Wrangler G.M. Drew Pearson explained on 103.3 FM ESPN Radio in Dallas the dichotomy that is Terrell Owens.

“To me, there’s no question [Owens] could play in the NFL,” Pearson said, via LarryBrownSports.com.

“But it’s not what happens between the lines with Terrell. It’s how he handles things outside the lines, being Terrell Owens, dealing with the fans, being a good teammate. That’s what we were really concerned with developing with Terrell. Going from T.O. to Terrell Owens. But it’s so hard to get to close to Terrell. He lets certain people in. My opinion is he doesn’t let the right people in to tell him the right things. I didn’t want to enable him. I didn’t want to be another one of those guys that have been telling him things all his life that he just wants to hear. I was trying to be that guy that tells him things that he needed to hear.”

Pearson said that things started well, but then gradually fell apart.

“Terrell embraced [his role] initially with tremendous enthusiasm. He was a model citizen and did everything right, but throughout the season, that enthusiasm continually deteriorated,” Pearson said. “The things that we needed him to do or expected him to do just weren’t getting done.

“It just wasn’t a good fit in the end. It was a great fit in the beginning. It got the Wrangler name out there. Terrell performed tremendously, was a great teammate and all that. Somewhere along the line, with him being gone, playing home games and not playing away games, it causes some disruption within your team. You can’t really build chemistry within your football team with one player doing those kind of things. What it led to was other players thinking they can do this and they can do that because they saw Terrell do this and they saw Terrell do that.

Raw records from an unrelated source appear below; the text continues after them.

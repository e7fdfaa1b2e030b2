use std::cmp::Ordering;
use std::fmt::{Display, Formatter};
use std::str::FromStr;
use chrono::NaiveDate;
use serde::{Deserialize, Deserializer, Serialize, Serializer};
use crate::tools::{Error, Result};

pub type RecordId = i64;

#[derive(Clone,Copy,Debug,Default,PartialEq,Eq,Hash)]
pub enum Gender
{
	Male,
	Female,
	#[default]
	Unspecified
}

impl Gender
{
	pub fn as_str(&self) -> &'static str
	{
		match self {
			Gender::Male => "male",
			Gender::Female => "female",
			Gender::Unspecified => "unspecified"
		}
	}
}

impl Display for Gender
{
	fn fmt(&self, f: &mut Formatter<'_>) -> std::fmt::Result {
		f.write_str(self.as_str())
	}
}

/// never fails, anything that isn't recognizable is [Gender::Unspecified]
impl FromStr for Gender
{
	type Err = std::convert::Infallible;

	fn from_str(s: &str) -> std::result::Result<Self, Self::Err> {
		Ok(match s.trim().to_lowercase().as_str() {
			"male" | "m" => Gender::Male,
			"female" | "f" => Gender::Female,
			_ => Gender::Unspecified
		})
	}
}

impl Serialize for Gender
{
	fn serialize<S: Serializer>(&self, serializer: S) -> std::result::Result<S::Ok, S::Error> {
		serializer.serialize_str(self.as_str())
	}
}

impl<'de> Deserialize<'de> for Gender
{
	fn deserialize<D: Deserializer<'de>>(deserializer: D) -> std::result::Result<Self, D::Error> {
		let text = Option::<String>::deserialize(deserializer)?;
		Ok(text.map_or(Gender::Unspecified,|t|t.parse().unwrap_or_default()))
	}
}

/// Dates go out as `YYYY-MM-DD`; full RFC 3339 timestamps are accepted on the way in.
pub(crate) mod wire_date
{
	use chrono::{DateTime, NaiveDate};
	use serde::{de, Deserialize, Deserializer, Serializer};

	const FORMAT:&str = "%Y-%m-%d";

	pub fn parse(text:&str) -> Result<NaiveDate, chrono::ParseError>
	{
		let text = text.trim();
		NaiveDate::parse_from_str(text, FORMAT)
			.or_else(|e|DateTime::parse_from_rfc3339(text).map(|d|d.date_naive()).map_err(|_|e))
	}

	pub fn format(date:&NaiveDate) -> String
	{
		date.format(FORMAT).to_string()
	}

	pub fn serialize<S: Serializer>(date:&NaiveDate, serializer:S) -> Result<S::Ok, S::Error>
	{
		serializer.collect_str(&date.format(FORMAT))
	}

	pub fn deserialize<'de, D: Deserializer<'de>>(deserializer:D) -> Result<NaiveDate, D::Error>
	{
		let text = String::deserialize(deserializer)?;
		parse(&text).map_err(|e|de::Error::custom(format!("invalid date '{text}': {e}")))
	}
}

/// One row of the records table, exactly as the store hands it out.
#[derive(Clone,Debug,PartialEq,Serialize,Deserialize)]
#[serde(rename_all = "camelCase")]
pub struct Record
{
	pub id:RecordId,
	pub name:String,
	#[serde(with = "wire_date")]
	pub birthday:NaiveDate,
	#[serde(default)]
	pub address:String,
	pub age:u32,
	#[serde(default)]
	pub gender:Gender,
	#[serde(default)]
	pub contact_number:String,
	#[serde(with = "wire_date", alias = "dateToday")]
	pub created_date:NaiveDate,
}

/// The editable part of a [Record], body of create and update requests.
#[derive(Clone,Debug,PartialEq,Serialize,Deserialize)]
#[serde(rename_all = "camelCase")]
pub struct RecordFields
{
	pub name:String,
	#[serde(with = "wire_date")]
	pub birthday:NaiveDate,
	#[serde(default)]
	pub address:String,
	pub age:u32,
	#[serde(default)]
	pub gender:Gender,
	#[serde(default)]
	pub contact_number:String,
}

impl Record
{
	pub fn new(id:RecordId, fields:RecordFields, created_date:NaiveDate) -> Record
	{
		let RecordFields{name,birthday,address,age,gender,contact_number} = fields;
		Record{id,name,birthday,address,age,gender,contact_number,created_date}
	}
	pub fn fields(&self) -> RecordFields
	{
		RecordFields{
			name:self.name.clone(),
			birthday:self.birthday,
			address:self.address.clone(),
			age:self.age,
			gender:self.gender,
			contact_number:self.contact_number.clone(),
		}
	}
	/// a copy with all editable fields replaced, id and creation date stay
	pub fn replaced(&self, fields:RecordFields) -> Record
	{
		Record::new(self.id,fields,self.created_date)
	}
	/// string form of every field in [RecordField::ALL] order
	pub fn cells(&self) -> Vec<String>
	{
		RecordField::ALL.iter().map(|f|f.value(self)).collect()
	}
}

#[derive(Clone,Copy,Debug,PartialEq,Eq,Hash)]
pub enum RecordField
{
	Id,
	Name,
	Birthday,
	Address,
	Age,
	Gender,
	ContactNumber,
	CreatedDate
}

impl RecordField
{
	pub const ALL:[RecordField;8] = [
		RecordField::Id,
		RecordField::Name,
		RecordField::Birthday,
		RecordField::Address,
		RecordField::Age,
		RecordField::Gender,
		RecordField::ContactNumber,
		RecordField::CreatedDate,
	];

	pub fn wire_name(&self) -> &'static str
	{
		match self {
			RecordField::Id => "id",
			RecordField::Name => "name",
			RecordField::Birthday => "birthday",
			RecordField::Address => "address",
			RecordField::Age => "age",
			RecordField::Gender => "gender",
			RecordField::ContactNumber => "contactNumber",
			RecordField::CreatedDate => "createdDate",
		}
	}

	pub fn value(&self, record:&Record) -> String
	{
		match self {
			RecordField::Id => record.id.to_string(),
			RecordField::Name => record.name.clone(),
			RecordField::Birthday => wire_date::format(&record.birthday),
			RecordField::Address => record.address.clone(),
			RecordField::Age => record.age.to_string(),
			RecordField::Gender => record.gender.to_string(),
			RecordField::ContactNumber => record.contact_number.clone(),
			RecordField::CreatedDate => wire_date::format(&record.created_date),
		}
	}

	/// Integer fields order numerically, everything else by its lower-cased string form.
	pub fn sort_key(&self, record:&Record) -> SortKey
	{
		match self {
			RecordField::Id => SortKey::Number(record.id),
			RecordField::Age => SortKey::Number(record.age.into()),
			_ => SortKey::Text(self.value(record).to_lowercase())
		}
	}

	pub fn compare(&self, a:&Record, b:&Record) -> Ordering
	{
		self.sort_key(a).cmp(&self.sort_key(b))
	}
}

#[derive(Clone,Debug,PartialEq,Eq,PartialOrd,Ord)]
pub enum SortKey
{
	Number(i64),
	Text(String)
}

impl Display for RecordField
{
	fn fmt(&self, f: &mut Formatter<'_>) -> std::fmt::Result {
		f.write_str(self.wire_name())
	}
}

/// accepts the wire name as well as snake_case, ignoring case
impl FromStr for RecordField
{
	type Err = Error;

	fn from_str(s: &str) -> Result<Self> {
		let wanted = s.trim().replace('_',"").to_lowercase();
		RecordField::ALL.into_iter()
			.find(|f|f.wire_name().to_lowercase() == wanted)
			.ok_or_else(||Error::InvalidQuery(format!("unknown field '{s}'")))
	}
}

/// State of the edit form, everything as typed in.
///
/// A draft with an `id` is an edit of that record, without one it is a new record.
#[derive(Clone,Debug,Default,PartialEq)]
pub struct RecordDraft
{
	pub id:Option<RecordId>,
	pub name:String,
	pub birthday:String,
	pub address:String,
	pub age:String,
	pub gender:String,
	pub contact_number:String,
}

impl RecordDraft
{
	pub fn validate(&self) -> Result<RecordFields>
	{
		let name = self.name.trim();
		if name.is_empty() {
			return Err(Error::InvalidDraft("name must not be empty".into()));
		}
		let birthday = wire_date::parse(&self.birthday)
			.map_err(|e|Error::InvalidDraft(format!("birthday '{}' is not a date ({e})",self.birthday)))?;
		let age = self.age.trim().parse::<u32>()
			.map_err(|e|Error::InvalidDraft(format!("age '{}' is not a number ({e})",self.age)))?;
		Ok(RecordFields{
			name:name.to_string(),
			birthday,
			address:self.address.trim().to_string(),
			age,
			gender:self.gender.parse().unwrap_or_default(),
			contact_number:self.contact_number.trim().to_string(),
		})
	}
}

impl From<&Record> for RecordDraft
{
	fn from(record: &Record) -> Self
	{
		RecordDraft{
			id:Some(record.id),
			name:record.name.clone(),
			birthday:wire_date::format(&record.birthday),
			address:record.address.clone(),
			age:record.age.to_string(),
			gender:record.gender.to_string(),
			contact_number:record.contact_number.clone(),
		}
	}
}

It was a decision that just had to be made because we are fighting for our playoff lives.”

So why weren’t the Wranglers thinking about these issues when they offered Owens a deal that allowed him to ditch the team’s road games? It doesn’t take a rocket surgeon to realize that if you allow a player to only play when the team plays at home, some of the other players will realize that there are two sets of rules -- and then some of them will be tempted to test the boundaries of their own abilities and privileges.

The bigger question remains why did the Wranglers feel compelled to grandstand when cutting Owens, publicly accusing him of being a bad teammate by refusing to do that which he wasn’t required to do, and also alleging that he failed to attend an event at a children’s hospital?

An ex-Wranglers coach, who was fired in March so who knows what he really knows, supposedly told TMZ that Owens was dumped due to money, not behavior. Either way, the Wranglers seized on the dumping of Owens to “get the Wrangler name out there,” just like they did when he arrived. And if they crossed the line, Owens perhaps should consider filing suit.

Still, if he holds out any hope in ever returning to the NFL, the last thing T.O. should do is prolong what ultimately was a huge mistake for him, and for the Wranglers. Besides, if the team truly doesn’t have any money, the most he could hope for via litigation would be the pink slip to a dying, fourth-rate football franchise.